Stored items:
☆ ☆ ☆ ☆ ☆ ☆ ☆
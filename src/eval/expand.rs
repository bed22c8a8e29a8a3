//! `count`, `for_each` and `dynamic` expansion.
//!
//! Each pass takes the current top-level block list and returns the new
//! one: templates are replaced by their instances, everything else is kept
//! in place. Instances come back marked expanded, so running a pass again
//! leaves them alone.

use hcl::Expression;
use log::debug;

use crate::block::{Arena, Block, BlockId, BlockKind};
use crate::context::ContextId;
use crate::value::{Map, PrimitiveType, Value};

pub(crate) fn expand_counts(arena: &mut Arena, root: ContextId, blocks: Vec<BlockId>) -> Vec<BlockId> {
    let mut out = Vec::with_capacity(blocks.len());
    for id in blocks {
        let count = {
            let block = arena.block(id);
            match block.get_attribute("count") {
                // an unresolved or out of range count keeps a single instance
                Some(attr) if is_expandable(&block) => Some(
                    attr.value()
                        .convert(PrimitiveType::Number)
                        .and_then(|count| count.as_i64())
                        .filter(|n| (0..=i64::from(i32::MAX)).contains(n))
                        .unwrap_or(1),
                ),
                _ => None,
            }
        };
        let Some(count) = count else {
            out.push(id);
            continue;
        };
        debug!("expanding {} into {count} instances", arena.block(id).reference());
        let mut instances = Vec::new();
        for index in 0..count {
            let clone = arena.clone_block(id, &Value::from(index));
            copy_variables(arena, root, id, clone);
            instances.push(arena.block(clone).values());
            out.push(clone);
        }
        let slot = address(&arena.block(id));
        if let Some(slot) = slot {
            arena.contexts_mut().set(root, Value::List(instances), &slot);
        }
    }
    out
}

pub(crate) fn expand_for_each(
    arena: &mut Arena,
    root: ContextId,
    blocks: Vec<BlockId>,
) -> Vec<BlockId> {
    let mut out = Vec::with_capacity(blocks.len());
    for id in blocks {
        let plan = {
            let block = arena.block(id);
            let expandable = is_expandable(&block)
                || (*block.kind() == BlockKind::Dynamic && !block.is_expanded());
            match block.get_attribute("for_each") {
                Some(attr) if expandable => Some((
                    attr.value(),
                    iterator_name(&block),
                    *block.kind() == BlockKind::Dynamic,
                )),
                _ => None,
            }
        };
        let Some((collection, binding, dynamic)) = plan else {
            out.push(id);
            continue;
        };
        if !collection.is_iterable() {
            debug!(
                "keeping {} unexpanded: for_each is {}, not a collection",
                arena.block(id).reference(),
                collection.type_name()
            );
            out.push(id);
            continue;
        }

        // evaluated sets arrive as lists; resources and modules key string
        // elements by themselves like `toset` would
        let by_value = !dynamic
            && collection
                .as_list()
                .is_some_and(|items| items.iter().all(|item| item.as_str().is_some()));
        for (key, value) in collection.elements() {
            let key = if by_value { value.clone() } else { key };
            let clone = arena.clone_block(id, &key);
            let scope = arena.block(clone).context();
            let contexts = arena.contexts_mut();
            contexts.set(scope, key.clone(), &["each", "key"]);
            contexts.set(scope, value.clone(), &["each", "value"]);
            contexts.set(scope, key.clone(), &[binding.as_str(), "key"]);
            contexts.set(scope, value.clone(), &[binding.as_str(), "value"]);
            if dynamic {
                contexts.set(scope, key, &["dynamic", "key"]);
                contexts.set(scope, value, &["dynamic", "value"]);
            }
            copy_variables(arena, root, id, clone);
            out.push(clone);
        }
        // instances are published by the next pass; the template's own
        // values must not linger at the address
        let slot = address(&arena.block(id));
        if let Some(slot) = slot {
            arena.contexts_mut().set(root, Value::Object(Map::new()), &slot);
        }
    }
    out
}

fn is_expandable(block: &Block<'_>) -> bool {
    matches!(
        block.kind(),
        BlockKind::Resource | BlockKind::Data | BlockKind::Module
    ) && !block.is_expanded()
}

/// Root scope path holding the values of `block`: `type.name`,
/// `data.type.name` or `module.name`.
fn address(block: &Block<'_>) -> Option<Vec<String>> {
    let (type_label, name_label) = (block.type_label().to_string(), block.name_label().to_string());
    match block.kind() {
        BlockKind::Resource => Some(vec![type_label, name_label]),
        BlockKind::Data => Some(vec!["data".to_string(), type_label, name_label]),
        BlockKind::Module => Some(vec!["module".to_string(), type_label]),
        _ => None,
    }
}

/// Name the per-element binding of `block` is published under: the
/// `iterator` attribute of a dynamic block, else the block's first label.
fn iterator_name(block: &Block<'_>) -> String {
    block
        .get_attribute("iterator")
        .and_then(|attr| match attr.expr() {
            Expression::Variable(name) => Some(name.as_str().to_string()),
            _ => None,
        })
        .unwrap_or_else(|| block.type_label().to_string())
}

/// Copies whatever the root scope holds for the template `from` to the
/// address of its instance `to`, so self references written before
/// expansion keep resolving.
fn copy_variables(arena: &mut Arena, root: ContextId, from: BlockId, to: BlockId) {
    let (source, target) = (address(&arena.block(from)), address(&arena.block(to)));
    let (Some(source), Some(target)) = (source, target) else {
        return;
    };
    let Some(value) = arena.contexts().get(root, &source).cloned() else {
        return;
    };
    arena.contexts_mut().set(root, value, &target);
}

/// Replaces every `dynamic` child of `id` (and of its descendants) by the
/// rendered `content` blocks, one per element of its `for_each`.
pub(crate) fn expand_dynamic(arena: &mut Arena, root: ContextId, id: BlockId) {
    let children: Vec<BlockId> = arena.block(id).children().iter().map(Block::id).collect();
    let (dynamics, plain): (Vec<BlockId>, Vec<BlockId>) = children
        .into_iter()
        .partition(|child| *arena.block(*child).kind() == BlockKind::Dynamic);

    for child in plain {
        expand_dynamic(arena, root, child);
    }

    for dynamic in dynamics {
        if arena.block(dynamic).is_expanded() {
            continue;
        }
        let label = arena.block(dynamic).type_label().to_string();
        arena.remove_child(id, dynamic);
        for instance in expand_for_each(arena, root, vec![dynamic]) {
            if instance == dynamic {
                debug!("dynamic block {label} was not expanded, injecting its content once");
            }
            let Some(content) = arena.block(instance).get_block("content").map(|b| b.id()) else {
                continue;
            };
            expand_dynamic(arena, root, content);
            arena.inject_block(id, content, &label);
        }
    }
}
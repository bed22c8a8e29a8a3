use std::fmt;
use std::path::{Path, PathBuf};

/// Source location of a block or attribute: file plus 1-based inclusive lines.
#[derive(Debug, Clone, Default, PartialEq, Eq)]
pub struct Range {
    pub filename: PathBuf,
    pub start_line: usize,
    pub end_line: usize,
}

impl Range {
    pub fn new(filename: impl Into<PathBuf>, start_line: usize, end_line: usize) -> Self {
        Self {
            filename: filename.into(),
            start_line,
            end_line,
        }
    }

    pub fn filename(&self) -> &Path {
        &self.filename
    }

    /// Returns the covered lines of `source` together with the comment lines
    /// directly above the range (comment markers stripped).
    pub fn read_lines(&self, source: &str) -> (Vec<String>, Vec<String>) {
        let all: Vec<&str> = source.lines().collect();
        if self.start_line == 0 || self.start_line > all.len() {
            return (Vec::new(), Vec::new());
        }
        let end = self.end_line.clamp(self.start_line, all.len());
        let lines = all[self.start_line - 1..end]
            .iter()
            .map(|l| l.to_string())
            .collect();

        let mut comments = Vec::new();
        for line in all[..self.start_line - 1].iter().rev() {
            match strip_comment(line) {
                Some(text) => comments.push(text.to_string()),
                None => break,
            }
        }
        comments.reverse();
        (lines, comments)
    }
}

fn strip_comment(line: &str) -> Option<&str> {
    let trimmed = line.trim_start();
    ["#", "//"]
        .iter()
        .find_map(|marker| trimmed.strip_prefix(marker))
        .map(str::trim)
}

impl fmt::Display for Range {
    fn fmt(&self, f: &mut fmt::Formatter<'_>) -> fmt::Result {
        write!(
            f,
            "{}:{}-{}",
            self.filename.display(),
            self.start_line,
            self.end_line
        )
    }
}

/// Maps byte offsets of one source file to 1-based line numbers.
pub(crate) struct LineIndex {
    starts: Vec<usize>,
}

impl LineIndex {
    pub(crate) fn new(source: &str) -> Self {
        let mut starts = vec![0];
        starts.extend(source.match_indices('\n').map(|(i, _)| i + 1));
        Self { starts }
    }

    pub(crate) fn line_of(&self, offset: usize) -> usize {
        match self.starts.binary_search(&offset) {
            Ok(i) => i + 1,
            Err(i) => i,
        }
    }

    pub(crate) fn range(&self, filename: &Path, span: std::ops::Range<usize>) -> Range {
        let end = if span.end > span.start { span.end - 1 } else { span.end };
        Range::new(filename, self.line_of(span.start), self.line_of(end))
    }

    pub(crate) fn line_count(&self) -> usize {
        self.starts.len()
    }
}

#[cfg(test)]
mod tests {
    use super::*;

    const SOURCE: &str = "# first\n# the web server\nresource \"a\" \"b\" {\n  x = 1\n}\n";

    #[test]
    fn reads_lines_and_leading_comments() {
        let range = Range::new("main.tf", 3, 5);
        let (lines, comments) = range.read_lines(SOURCE);
        assert_eq!(lines, vec!["resource \"a\" \"b\" {", "  x = 1", "}"]);
        assert_eq!(comments, vec!["first", "the web server"]);
    }

    #[test]
    fn comments_stop_at_code() {
        let source = "locals {}\n// note\nresource \"a\" \"b\" {}\n";
        let (_, comments) = Range::new("main.tf", 3, 3).read_lines(source);
        assert_eq!(comments, vec!["note"]);
    }

    #[test]
    fn out_of_range_is_empty() {
        let (lines, comments) = Range::new("main.tf", 40, 42).read_lines(SOURCE);
        assert!(lines.is_empty());
        assert!(comments.is_empty());
    }

    #[test]
    fn line_index_maps_offsets() {
        let index = LineIndex::new(SOURCE);
        assert_eq!(index.line_of(0), 1);
        assert_eq!(index.line_of(8), 2);
        let start = SOURCE.find("resource").unwrap();
        let end = SOURCE.rfind('}').unwrap() + 1;
        let range = index.range(Path::new("main.tf"), start..end);
        assert_eq!((range.start_line, range.end_line), (3, 5));
    }
}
☆ ☆ ☆ ☆ ☆ ☆ ☆
* [What you should do] Of all the entries above, retype exactly the lines from the line with "#[derive(Debug, Clone, Default, PartialEq, Eq)]" to the line with "let end = self.end_line.clamp(self.start_line, all.len());", both included, and no others.

* [Response to the exercise]
#[derive(Debug, Clone, Default, PartialEq, Eq)]
pub struct Range {
    pub filename: PathBuf,
    pub start_line: usize,
    pub end_line: usize,
}

impl Range {
    pub fn new(filename: impl Into<PathBuf>, start_line: usize, end_line: usize) -> Self {
        Self {
            filename: filename.into(),
            start_line,
            end_line,
        }
    }

    pub fn filename(&self) -> &Path {
        &self.filename
    }

    /// Returns the covered lines of `source` together with the comment lines
    /// directly above the range (comment markers stripped).
    pub fn read_lines(&self, source: &str) -> (Vec<String>, Vec<String>) {
        let all: Vec<&str> = source.lines().collect();
        if self.start_line == 0 || self.start_line > all.len() {
            return (Vec::new(), Vec::new());
        }
        let end = self.end_line.clamp(self.start_line, all.len());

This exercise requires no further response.